But if we're talking, if you're talking basically about will, right?
You're talking about, you know, kind of back to a Kantian idea
of us belonging to the Kingdom of Ends and have some project. I mean, Marks talks about that.
What you have to, he talks about the world.
And Lukach found this
statement very important when he talks
about how reality, he says
the theory has to change reality, but
reality also has to come and meet
theory. And then he says
you know, reality
has a dream
that can eventually be
realized as reality.
That's what Mark says.
And Marx says, it uses romantic
language and he's being a little poetic there, but I think
then Lukach found that to be a great way.
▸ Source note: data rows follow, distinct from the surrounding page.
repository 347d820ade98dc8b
//! Pipeline orchestration module.

mod orchestrator;
mod stats;

pub use orchestrator::{Pipeline, PipelineConfig};
pub use stats::PipelineStats;
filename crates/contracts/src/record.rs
//! Record - Dispatcher input
//!
//! An opaque `(destination, payload)` pair handed over by the producer.

use bytes::Bytes;
use serde::{Deserialize, Serialize};

/// Already-serialized record bound for a named destination
///
/// The dispatcher never looks inside either field. Clones share the payload.
#[derive(Debug, Clone, PartialEq, Eq, Serialize, Deserialize)]
pub struct Record {
    /// Destination identifier (table, topic, file stem...)
    pub destination: String,

    /// Serialized payload (zero-copy)
    pub payload: Bytes,
}

impl Record {
    /// Create a new record
    pub fn new(destination: impl Into<String>, payload: impl Into<Bytes>) -> Self {
        Self {
            destination: destination.into(),
            payload: payload.into(),
        }
    }

    /// Payload size in bytes
    pub fn len(&self) -> usize {
        self.payload.len()
    }

    /// Whether the payload is empty
    pub fn is_empty(&self) -> bool {
        self.payload.is_empty()
    }
}
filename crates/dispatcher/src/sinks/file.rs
//! FileSink - appends payloads to per-destination archive files

use std::collections::HashMap;
use std::fs::{self, File, OpenOptions};
use std::io::{BufWriter, Write};
use std::path::{Path, PathBuf};
use std::sync::{Mutex, PoisonError};

use chrono::{NaiveDate, Utc};
use contracts::{Capabilities, FanoutSink, Record, SinkError};
use tracing::{debug, error, instrument};

/// Configuration for FileSink
#[derive(Debug, Clone)]
pub struct FileSinkConfig {
    /// Base output directory
    pub base_path: PathBuf,
}

impl FileSinkConfig {
    /// Create config from params map
    pub fn from_params(params: &HashMap<String, String>) -> Self {
        let base_path = params
            .get("base_path")
            .map(PathBuf::from)
            .unwrap_or_else(|| PathBuf::from("./archive"));

        Self { base_path }
    }
}

#[derive(Default)]
struct ArchiveFiles {
    /// Day the open writers belong to
    day: Option<NaiveDate>,
    writers: HashMap<String, BufWriter<File>>,
}

/// Sink that archives each record as one line of `<base>/<day>/<destination>.log`
///
/// Writers stay open between records and are flushed on close.
pub struct FileSink {
    name: String,
    config: FileSinkConfig,
    files: Mutex<ArchiveFiles>,
}

impl FileSink {
    /// Create a new FileSink
    pub fn new(name: impl Into<String>, config: FileSinkConfig) -> std::io::Result<Self> {
        // Create base directory if it doesn't exist
        fs::create_dir_all(&config.base_path)?;

        Ok(Self {
            name: name.into(),
            config,
            files: Mutex::new(ArchiveFiles::default()),
        })
    }

    /// Create from params map (for factory)
    pub fn from_params(
        name: impl Into<String>,
        params: &HashMap<String, String>,
    ) -> std::io::Result<Self> {
        let config = FileSinkConfig::from_params(params);
        Self::new(name, config)
    }

    pub fn base_path(&self) -> &Path {
        &self.config.base_path
    }

    /// Archive file of a destination on a given day
    pub fn archive_path(&self, day: NaiveDate, destination: &str) -> PathBuf {
        self.config
            .base_path
            .join(day.format("%Y-%m-%d").to_string())
            .join(format!("{}.log", sanitize(destination)))
    }

    fn append(&self, record: &Record) -> std::io::Result<()> {
        let today = Utc::now().date_naive();
        let mut files = self.files.lock().unwrap_or_else(PoisonError::into_inner);

        if files.day != Some(today) {
            // day rolled over: writers of the previous day flush on drop
            files.writers.clear();
            files.day = Some(today);
        }

        if !files.writers.contains_key(&record.destination) {
            let path = self.archive_path(today, &record.destination);
            if let Some(dir) = path.parent() {
                fs::create_dir_all(dir)?;
            }
            let file = OpenOptions::new().create(true).append(true).open(&path)?;
            debug!(sink = %self.name, path = %path.display(), "Archive file opened");
            files
                .writers
                .insert(record.destination.clone(), BufWriter::new(file));
        }

        let Some(writer) = files.writers.get_mut(&record.destination) else {
            return Ok(());
        };
        writer.write_all(&record.payload)?;
        if !record.payload.ends_with(b"\n") {
            writer.write_all(b"\n")?;
        }
        Ok(())
    }

    fn flush_all(&self) -> std::io::Result<()> {
        let mut files = self.files.lock().unwrap_or_else(PoisonError::into_inner);
        for writer in files.writers.values_mut() {
            writer.flush()?;
        }
        Ok(())
    }
}

/// Keep destination names from escaping the day directory
fn sanitize(destination: &str) -> String {
    let cleaned: String = destination
        .chars()
        .map(|c| {
            if c.is_ascii_alphanumeric() || matches!(c, '-' | '_' | '.') {
                c
            } else {
                '_'
            }
        })
        .collect();
    match cleaned.trim_matches('.') {
        "" => "_".to_string(),
        _ => cleaned,
    }
}

impl FanoutSink for FileSink {
    fn name(&self) -> &str {
        &self.name
    }

    fn capabilities(&self) -> Capabilities {
        Capabilities::publish_only().with_close()
    }

    #[instrument(
        name = "file_sink_publish",
        skip(self, record),
        fields(sink = %self.name, destination = %record.destination)
    )]
    async fn publish(&self, record: &Record) -> Result<(), SinkError> {
        self.append(record).map_err(|e| {
            error!(sink = %self.name, error = %e, "Archive write failed");
            SinkError::from(e)
        })
    }

    async fn connect(&self) -> Result<(), SinkError> {
        Ok(())
    }

    async fn is_ready(&self) -> Result<bool, SinkError> {
        Ok(true)
    }

    #[instrument(name = "file_sink_close", skip(self))]
    async fn close(&self) -> Result<(), SinkError> {
        self.flush_all()?;
        self.files
            .lock()
            .unwrap_or_else(PoisonError::into_inner)
            .writers
            .clear();
        debug!(sink = %self.name, "FileSink closed");
        Ok(())
    }
}

#[cfg(test)]
mod tests {
    use super::*;
    use tempfile::tempdir;

    #[tokio::test]
    async fn test_file_sink_appends_lines() {
        let dir = tempdir().unwrap();
        let config = FileSinkConfig {
            base_path: dir.path().to_path_buf(),
        };

        let sink = FileSink::new("test_file", config).unwrap();
        sink.publish(&Record::new("trades", "AAPL,189.5")).await.unwrap();
        sink.publish(&Record::new("trades", "MSFT,411.2\n")).await.unwrap();
        sink.publish(&Record::new("quotes", "AAPL,189.4,189.6")).await.unwrap();
        sink.close().await.unwrap();

        let today = Utc::now().date_naive();
        let trades = fs::read_to_string(sink.archive_path(today, "trades")).unwrap();
        assert_eq!(trades, "AAPL,189.5\nMSFT,411.2\n");
        let quotes = fs::read_to_string(sink.archive_path(today, "quotes")).unwrap();
        assert_eq!(quotes, "AAPL,189.4,189.6\n");
    }

    #[test]
    fn test_destination_is_sanitized() {
        assert_eq!(sanitize("trades"), "trades");
        assert_eq!(sanitize("../etc/passwd"), ".._etc_passwd");
        assert_eq!(sanitize(".."), "_");
        assert_eq!(sanitize(""), "_");
    }

    #[test]
    fn test_config_default_base_path() {
        let config = FileSinkConfig::from_params(&HashMap::new());
        assert_eq!(config.base_path, PathBuf::from("./archive"));
    }
}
Yeah, Lukacs attempted to superimpose his idealist
Kantian view on what Marx was trying to say there. And that's why I think Heidegger is necessary, because without him, we kind of, seems like we're regressing into idealism.
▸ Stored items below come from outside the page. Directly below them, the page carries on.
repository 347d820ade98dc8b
//! Error types for CLI operations.

use thiserror::Error;

/// CLI-specific error types
#[derive(Error, Debug)]
pub enum CliError {
    /// Configuration file not found
    #[error("Configuration file not found: {path}")]
    ConfigNotFound { path: String },

    /// Input line is not `destination<TAB>payload`
    #[error("Malformed input line {line}: {message}")]
    MalformedLine { line: u64, message: String },
}

impl CliError {
    pub fn config_not_found(path: impl Into<String>) -> Self {
        Self::ConfigNotFound { path: path.into() }
    }

    pub fn malformed_line(line: u64, message: impl Into<String>) -> Self {
        Self::MalformedLine {
            line,
            message: message.into(),
        }
    }
}

/// Result type alias for CLI operations
pub type Result<T> = std::result::Result<T, CliError>;
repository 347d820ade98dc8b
//! Mock Fanout Example
//!
//! Fans a synthetic tick stream out to an in-memory sink, a console sink and
//! a deliberately flaky sink that drops its connection every few records.
//! No network or files required.
//!
//! Run with: cargo run --bin mock_fanout

use std::sync::atomic::{AtomicBool, AtomicU64, Ordering};
use std::time::Duration;

use contracts::{
    Capabilities, DispatchConfig, DropPolicy, Record, SinkError, SinkErrorKind, SinkPolicy,
};
use dispatcher::{DispatcherBuilder, FanoutSink, LogSink, MemorySink, SinkSettings};
use observability::{LogFormat, ObservabilityConfig};
use tracing::info;

/// Loses its connection on every `fail_every`-th publish
struct FlakySink {
    fail_every: u64,
    published: AtomicU64,
    up: AtomicBool,
}

impl FlakySink {
    fn new(fail_every: u64) -> Self {
        Self {
            fail_every,
            published: AtomicU64::new(0),
            up: AtomicBool::new(false),
        }
    }
}

impl FanoutSink for FlakySink {
    fn name(&self) -> &str {
        "flaky"
    }

    fn capabilities(&self) -> Capabilities {
        Capabilities::publish_only().with_connect().with_ready()
    }

    async fn publish(&self, record: &Record) -> Result<(), SinkError> {
        let n = self.published.fetch_add(1, Ordering::Relaxed) + 1;
        if n % self.fail_every == 0 {
            self.up.store(false, Ordering::Relaxed);
            return Err(SinkError::connection("peer hung up"));
        }
        tracing::debug!(destination = %record.destination, bytes = record.len(), "flaky: sent");
        Ok(())
    }

    async fn connect(&self) -> Result<(), SinkError> {
        tokio::time::sleep(Duration::from_millis(5)).await;
        self.up.store(true, Ordering::Relaxed);
        Ok(())
    }

    async fn is_ready(&self) -> Result<bool, SinkError> {
        Ok(self.up.load(Ordering::Relaxed))
    }

    async fn close(&self) -> Result<(), SinkError> {
        Ok(())
    }
}

#[tokio::main]
async fn main() -> Result<(), Box<dyn std::error::Error>> {
    // Initialize logging (pretty, metrics exporter off)
    observability::init_with_config(ObservabilityConfig {
        log_format: LogFormat::Pretty,
        metrics_port: None,
        default_log_level: "info".to_string(),
    })?;

    info!("Starting Mock Fanout Demo");

    // ==== Stage 1: Build sinks ====
    let memory = MemorySink::new("memory");
    let reader = memory.reader();

    let flaky_policy = SinkPolicy {
        queue_capacity: 32,
        retry_times: 2,
        retry_backoff_ms: 10,
        reconnect_initial_ms: 10,
        reconnect_max_ms: 200,
        recoverable: vec![SinkErrorKind::Connection],
        requeue_on_failure: true,
    };

    // ==== Stage 2: Create dispatcher ====
    let dispatcher = DispatcherBuilder::new(DispatchConfig {
        drop_policy: DropPolicy::DropOldest,
        ..DispatchConfig::default()
    })
    .with_sink(memory, SinkSettings::default())
    .with_sink(LogSink::new("console"), SinkSettings::default())
    .with_sink(FlakySink::new(7), SinkSettings::from_policy(flaky_policy))
    .build()?;

    info!(sinks = ?dispatcher.sink_names(), "Dispatcher ready");

    // ==== Stage 3: Publish ====
    let target_records = 100u64;
    for i in 0..target_records {
        let destination = if i % 3 == 0 { "quotes" } else { "trades" };
        dispatcher
            .publish(destination, format!("tick-{i},{}", 100.0 + i as f64 * 0.25))
            .await;
        tokio::time::sleep(Duration::from_millis(2)).await;
    }

    // ==== Stage 4: Close and report ====
    dispatcher.close(true, Some(Duration::from_secs(5))).await;

    info!(memory_records = reader.len(), "Memory sink contents");
    for (name, counters) in dispatcher.counters() {
        info!(
            sink = %name,
            enqueued = counters.enqueued,
            sent = counters.sent,
            dropped = counters.dropped,
            errors = counters.errors,
            reconnects = counters.reconnects,
            last_error = ?counters.last_error,
            "Final counters"
        );
    }

    info!("Demo complete");
    Ok(())
}
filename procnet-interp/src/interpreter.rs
//! proc network interpreter
//!
//! runs every proc of a network one tick at a time. within a tick each
//! incomplete proc is swept in declaration order until all procs have
//! completed an iteration or a sweep makes no progress; procs left
//! incomplete resume where they stopped on the next tick.

use std::sync::mpsc;

use itertools::Itertools;
use ustr::Ustr;

use procnet_ir::{ChannelId, ProcNetwork, Value};

use crate::config::InterpreterConfig;
use crate::error::Error;
use crate::eval::{NodeEvaluator, ProcEvaluator};
use crate::manager::QueueManager;
use crate::observer::{IterationEmitter, IterationLogger, Observer};
use crate::queue::ChannelQueue;

/// the outcome of one tick
#[derive(Debug, Clone, Default, PartialEq, Eq)]
pub struct TickResult {
    /// some node was evaluated or some iteration completed
    pub progress: bool,
    /// number of procs that completed an iteration
    pub completed: usize,
    /// channels blocking the procs left incomplete, without duplicates
    pub blocked: Vec<ChannelId>,
}

pub struct ProcNetworkInterpreter {
    network: ProcNetwork,
    queues: QueueManager,
    evaluators: Vec<ProcEvaluator>,
    node_evaluator: NodeEvaluator,
    observers: Vec<Box<dyn Observer>>,
    config: InterpreterConfig,
    ticks: u64,
}

impl ProcNetworkInterpreter {
    pub fn new(network: ProcNetwork) -> Result<Self, Error> {
        Self::with_config(network, InterpreterConfig::default())
    }

    pub fn with_config(network: ProcNetwork, config: InterpreterConfig) -> Result<Self, Error> {
        Self::check_channel_use(&network)?;

        let queues = QueueManager::new(&network)?;
        let evaluators = network
            .procs()
            .iter()
            .cloned()
            .map(ProcEvaluator::new)
            .collect();

        log::debug!(
            "interpreting {} procs over {} channels",
            network.procs().len(),
            network.channels().len()
        );

        Ok(Self {
            node_evaluator: NodeEvaluator::new(),
            network,
            queues,
            evaluators,
            observers: Vec::new(),
            config,
            ticks: 0,
        })
    }

    // sends need a send-capable channel and receives a receive-capable one
    fn check_channel_use(network: &ProcNetwork) -> Result<(), Error> {
        for proc in network.procs() {
            for id in proc.send_channels() {
                let channel = network.channel(id)?;
                if !channel.ops().supports_send() {
                    return Err(Error::Construction {
                        proc: proc.name(),
                        channel: channel.name(),
                        reason: format!("cannot send on a {} channel", channel.ops()),
                    });
                }
            }
            for id in proc.receive_channels() {
                let channel = network.channel(id)?;
                if !channel.ops().supports_receive() {
                    return Err(Error::Construction {
                        proc: proc.name(),
                        channel: channel.name(),
                        reason: format!("cannot receive on a {} channel", channel.ops()),
                    });
                }
            }
        }
        Ok(())
    }

    pub fn network(&self) -> &ProcNetwork {
        &self.network
    }

    pub fn config(&self) -> &InterpreterConfig {
        &self.config
    }

    /// number of ticks that made progress
    pub fn tick_count(&self) -> u64 {
        self.ticks
    }

    pub fn queue_manager(&self) -> &QueueManager {
        &self.queues
    }

    pub fn queue_manager_mut(&mut self) -> &mut QueueManager {
        &mut self.queues
    }

    pub fn queue(&self, channel: ChannelId) -> Result<&ChannelQueue, Error> {
        self.queues.queue(channel)
    }

    pub fn queue_mut(&mut self, channel: ChannelId) -> Result<&mut ChannelQueue, Error> {
        self.queues.queue_mut(channel)
    }

    pub fn queue_by_name(&self, name: impl AsRef<str>) -> Option<&ChannelQueue> {
        self.queues.queue_by_name(name)
    }

    pub fn queue_by_name_mut(&mut self, name: impl AsRef<str>) -> Option<&mut ChannelQueue> {
        self.queues.queue_by_name_mut(name)
    }

    /// state committed by the named proc's last completed iteration
    pub fn proc_state(&self, name: impl AsRef<str>) -> Option<&[Value]> {
        let name = name.as_ref();
        self.evaluators
            .iter()
            .find(|evaluator| evaluator.proc().name() == name)
            .map(ProcEvaluator::state)
    }

    pub fn proc_evaluators(&self) -> &[ProcEvaluator] {
        &self.evaluators
    }

    pub fn register_observer(&mut self, observer: impl Observer + 'static) {
        self.observers.push(Box::new(observer));
    }

    /// create a logger receiving every completed iteration from now on
    pub fn iteration_logger(&mut self) -> IterationLogger {
        let (tx, rx) = mpsc::channel();
        self.register_observer(IterationEmitter::new_with(tx));
        IterationLogger::new_with(rx)
    }

    /// runs one tick. fails with `Deadlock` if no proc could make any
    /// progress while at least one is still incomplete.
    pub fn tick(&mut self) -> Result<(), Error> {
        let result = self.tick_internal()?;
        if !result.progress && !result.blocked.is_empty() {
            let channels = self.channel_names(&result.blocked);
            log::warn!(
                "proc network deadlocked after {} ticks on {}",
                self.ticks,
                channels.iter().join(", ")
            );
            return Err(Error::Deadlock { channels });
        }
        Ok(())
    }

    /// ticks until every `(channel, count)` target has received at least
    /// `count` values since the call began; returns the number of ticks
    pub fn tick_until_output(
        &mut self,
        targets: impl IntoIterator<Item = (ChannelId, usize)>,
    ) -> Result<u64, Error> {
        let targets = targets
            .into_iter()
            .map(|(channel, count)| {
                let start = self.queues.queue(channel)?.total_written();
                Ok((channel, start + count))
            })
            .collect::<Result<Vec<_>, Error>>()?;

        let mut ticks = 0;
        loop {
            let mut done = true;
            for (channel, goal) in targets.iter() {
                if self.queues.queue(*channel)?.total_written() < *goal {
                    done = false;
                    break;
                }
            }
            if done {
                return Ok(ticks);
            }

            if let Some(limit) = self.config.tick_limit {
                if ticks >= limit {
                    return Err(Error::DeadlineExceeded(limit));
                }
            }

            self.tick()?;
            ticks += 1;
        }
    }

    /// ticks until a tick makes no progress at all; returns the number of
    /// ticks that did. fails with `DeadlineExceeded` if that does not
    /// happen within `max_ticks`. a network without procs has nothing to
    /// run and counts as blocked from the start.
    pub fn tick_until_blocked(&mut self, max_ticks: u64) -> Result<u64, Error> {
        if self.evaluators.is_empty() {
            log::debug!("proc network has no procs to run");
            return Ok(0);
        }

        let mut ticks = 0;
        while ticks < max_ticks {
            let result = self.tick_internal()?;
            if !result.progress {
                log::debug!(
                    "proc network blocked after {} ticks on {}",
                    ticks,
                    self.channel_names(&result.blocked).iter().join(", ")
                );
                return Ok(ticks);
            }
            ticks += 1;
        }
        Err(Error::DeadlineExceeded(max_ticks))
    }

    /// runs one tick without treating a lack of progress as an error
    pub fn tick_internal(&mut self) -> Result<TickResult, Error> {
        let mut done = vec![false; self.evaluators.len()];
        let mut result = TickResult::default();

        loop {
            let mut sweep_progress = false;
            let mut blocked = Vec::new();

            for (index, evaluator) in self.evaluators.iter_mut().enumerate() {
                if done[index] {
                    continue;
                }

                let run = evaluator.run(&self.node_evaluator, &mut self.queues, &mut self.observers)?;
                sweep_progress |= run.made_progress();

                if run.completed {
                    done[index] = true;
                    result.completed += 1;
                } else {
                    blocked.extend(run.blocked);
                }
            }

            result.progress |= sweep_progress;
            result.blocked = blocked.into_iter().unique().collect();

            if !sweep_progress || done.iter().all(|done| *done) {
                break;
            }
        }

        if result.progress {
            self.ticks += 1;
        }

        if self.config.log_ticks {
            log::debug!(
                "tick {}: {} of {} procs completed{}",
                self.ticks,
                result.completed,
                self.evaluators.len(),
                if result.blocked.is_empty() {
                    String::new()
                } else {
                    format!(
                        ", blocked on {}",
                        self.channel_names(&result.blocked).iter().join(", ")
                    )
                }
            );
        }

        Ok(result)
    }

    fn channel_names(&self, channels: &[ChannelId]) -> Vec<Ustr> {
        channels
            .iter()
            .map(|id| {
                self.network
                    .channel(*id)
                    .map(|channel| channel.name())
                    .unwrap_or_else(|_| Ustr::from(id.to_string().as_str()))
            })
            .collect()
    }
}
Seems like we're, we're unable, we're unable to comprehend precisely what materiality is in such a way that
isn't the repository of a dogmatic
conceptual
view standpoint.
I agree is going to say that the reality
that in order to match your
the dream, the dream
of reality, the reality has, you know, which is, he's, it's a little
bit of a wise crack, right, about, about, but I don't, but I don't, I don't think that means
reality, I don't think that's referring to a thought or an idea. I think it's referring to a
development reality is tending toward.
Well, it's referring to what human beings are already creating within the constraints that they're trying to destroy.
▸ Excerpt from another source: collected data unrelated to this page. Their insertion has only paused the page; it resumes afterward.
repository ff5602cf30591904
//! nodes
//!
//! a proc body is an arena of nodes. operands always refer to nodes
//! earlier in the arena, so arena order is a topological order and the
//! per-tick graph can never contain a cycle.

use std::fmt;

use itertools::Itertools;
use smallvec::SmallVec;
use ustr::Ustr;

use crate::channel::ChannelId;
use crate::types::Type;
use crate::value::Value;

#[derive(
    Debug, Copy, Clone, PartialEq, Eq, PartialOrd, Ord, Hash, serde::Deserialize, serde::Serialize,
)]
pub struct NodeId(pub(crate) u32);

impl NodeId {
    pub fn index(&self) -> usize {
        self.0 as usize
    }
}

impl fmt::Display for NodeId {
    fn fmt(&self, f: &mut fmt::Formatter<'_>) -> fmt::Result {
        write!(f, "{}", self.0)
    }
}

/// node operators
///
/// operand layouts:
/// - `Select { has_default }`: selector, cases.., [default]
/// - `ArrayIndex`: array, index
/// - `ArrayUpdate`: array, value, index
/// - `Send`: token, data
/// - `SendIf`: token, predicate, data
/// - `Receive`: token
/// - `ReceiveIf`: token, predicate
#[derive(Debug, Clone, PartialEq, Eq, serde::Deserialize, serde::Serialize)]
pub enum Op {
    TokenParam,
    StateRead(usize),
    Literal(Value),
    Identity,

    Add,
    Sub,
    UMul,
    SMul,
    UDiv,
    SDiv,
    UMod,
    SMod,
    Neg,

    Not,
    And,
    Or,
    Xor,
    AndReduce,
    OrReduce,
    XorReduce,

    Shll,
    Shrl,
    Shra,

    Eq,
    Ne,
    ULt,
    ULe,
    UGt,
    UGe,
    SLt,
    SLe,
    SGt,
    SGe,

    ZeroExt,
    SignExt,
    BitSlice { start: usize, width: usize },
    Concat,

    Select { has_default: bool },

    Tuple,
    TupleIndex(usize),
    Array,
    ArrayIndex,
    ArrayUpdate,

    AfterAll,
    Send(ChannelId),
    SendIf(ChannelId),
    Receive(ChannelId),
    ReceiveIf(ChannelId),
}

impl Op {
    pub fn mnemonic(&self) -> &'static str {
        match self {
            Self::TokenParam => "token_param",
            Self::StateRead(_) => "state_read",
            Self::Literal(_) => "literal",
            Self::Identity => "identity",
            Self::Add => "add",
            Self::Sub => "sub",
            Self::UMul => "umul",
            Self::SMul => "smul",
            Self::UDiv => "udiv",
            Self::SDiv => "sdiv",
            Self::UMod => "umod",
            Self::SMod => "smod",
            Self::Neg => "neg",
            Self::Not => "not",
            Self::And => "and",
            Self::Or => "or",
            Self::Xor => "xor",
            Self::AndReduce => "and_reduce",
            Self::OrReduce => "or_reduce",
            Self::XorReduce => "xor_reduce",
            Self::Shll => "shll",
            Self::Shrl => "shrl",
            Self::Shra => "shra",
            Self::Eq => "eq",
            Self::Ne => "ne",
            Self::ULt => "ult",
            Self::ULe => "ule",
            Self::UGt => "ugt",
            Self::UGe => "uge",
            Self::SLt => "slt",
            Self::SLe => "sle",
            Self::SGt => "sgt",
            Self::SGe => "sge",
            Self::ZeroExt => "zero_ext",
            Self::SignExt => "sign_ext",
            Self::BitSlice { .. } => "bit_slice",
            Self::Concat => "concat",
            Self::Select { .. } => "sel",
            Self::Tuple => "tuple",
            Self::TupleIndex(_) => "tuple_index",
            Self::Array => "array",
            Self::ArrayIndex => "array_index",
            Self::ArrayUpdate => "array_update",
            Self::AfterAll => "after_all",
            Self::Send(_) => "send",
            Self::SendIf(_) => "send_if",
            Self::Receive(_) => "receive",
            Self::ReceiveIf(_) => "receive_if",
        }
    }

    /// the channel touched by a send or receive
    pub fn channel(&self) -> Option<ChannelId> {
        match self {
            Self::Send(id) | Self::SendIf(id) | Self::Receive(id) | Self::ReceiveIf(id) => Some(*id),
            _ => None,
        }
    }

    pub fn is_send(&self) -> bool {
        matches!(self, Self::Send(_) | Self::SendIf(_))
    }

    pub fn is_receive(&self) -> bool {
        matches!(self, Self::Receive(_) | Self::ReceiveIf(_))
    }

    pub fn is_side_effecting(&self) -> bool {
        self.is_send() || self.is_receive()
    }
}

#[derive(Debug, Clone, PartialEq, Eq, serde::Deserialize, serde::Serialize)]
pub struct Node {
    id: NodeId,
    op: Op,
    operands: SmallVec<[NodeId; 4]>,
    ty: Type,
    name: Option<Ustr>,
}

impl Node {
    pub(crate) fn new(
        id: NodeId,
        op: Op,
        operands: impl IntoIterator<Item = NodeId>,
        ty: Type,
        name: Option<Ustr>,
    ) -> Self {
        Self {
            id,
            op,
            operands: operands.into_iter().collect(),
            ty,
            name,
        }
    }

    pub fn id(&self) -> NodeId {
        self.id
    }

    pub fn op(&self) -> &Op {
        &self.op
    }

    pub fn operands(&self) -> &[NodeId] {
        &self.operands
    }

    pub fn operand(&self, index: usize) -> Option<NodeId> {
        self.operands.get(index).copied()
    }

    pub fn ty(&self) -> &Type {
        &self.ty
    }

    pub fn name(&self) -> Option<Ustr> {
        self.name
    }

    /// the node's name, or `<mnemonic>.<id>` for anonymous nodes
    pub fn label(&self) -> String {
        match self.name {
            Some(name) => name.to_string(),
            None => format!("{}.{}", self.op.mnemonic(), self.id),
        }
    }
}

impl fmt::Display for Node {
    fn fmt(&self, f: &mut fmt::Formatter<'_>) -> fmt::Result {
        write!(f, "{}: {} = {}(", self.label(), self.ty, self.op.mnemonic())?;
        write!(f, "{}", self.operands.iter().map(|id| format!("%{}", id)).join(", "))?;
        match &self.op {
            Op::StateRead(index) => write!(f, "index={}", index)?,
            Op::Literal(value) => write!(f, "value={}", value)?,
            Op::BitSlice { start, width } => write!(f, ", start={}, width={}", start, width)?,
            Op::TupleIndex(index) => write!(f, ", index={}", index)?,
            Op::Select { has_default: true } => write!(f, ", has_default")?,
            Op::Send(channel)
            | Op::SendIf(channel)
            | Op::Receive(channel)
            | Op::ReceiveIf(channel) => write!(f, ", channel={}", channel)?,
            _ => (),
        }
        write!(f, ")")
    }
}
But for Marx, the process by which mankind makes history is independent of their will.
No, it's not.
But he says it. He says it.
Mankind creates history, but not according to their will, not But he says it. He says it. Mankind creates history,
but not according to their will. Not as
they wish it, not as they want it.
He says, yeah, you make it
not from scratch. You don't
Worldville. No, no, no, he's very clear.
Men and women make history,
but not as they please.
This is directly what he says.
And the next line is they make it in conditions handed down from the past.
That's the constraint.
So how is it that these conditions acquire such a status that it is irreducible to their will and their thoughts and their ideas.
Where is the room for the material?
What status does the material have?
Because it's really harmful because it was too obvious for him to say he's he's writing to
people who read so and stuff like that there's a there's a human being and our environment we have
certain capacities and certain needs.
Those are already the givens.
You know, you have to have air
in your lungs, you have to have water.
So those are constraints.
It doesn't matter if you will...
But you're ignoring a key inside of Marx.
You're ignoring a key insight.
Marx isn't simply saying that we're constrained by our physical existence.
No, I was using that as the most basic example.
We're constrained by everything, every...
We're constrained by relations of production that we enter into regardless of our will.
And I find it very difficult, for example, for that to make sense without us committing to a notion, for example, to an, to an unconscious that we are unconsciously embedded in these relations, which still exert an influence upon us, but not according to the dictates, directly at least, of our consciousness.
And to what extent...
Unconscious, if you mean just things of which you are...
No, no, because the unconscious, as Lacan puts,
is structured like a language in that language.
The Lacanian idea of unconscious is not necessary for this. I think it is because, look, just in as much as Lacan has this notion of the unconscious is structured like a language. So the unconscious actually has determination. Well, that's actually the same thing Marx is saying in different words in terms of its logic, right?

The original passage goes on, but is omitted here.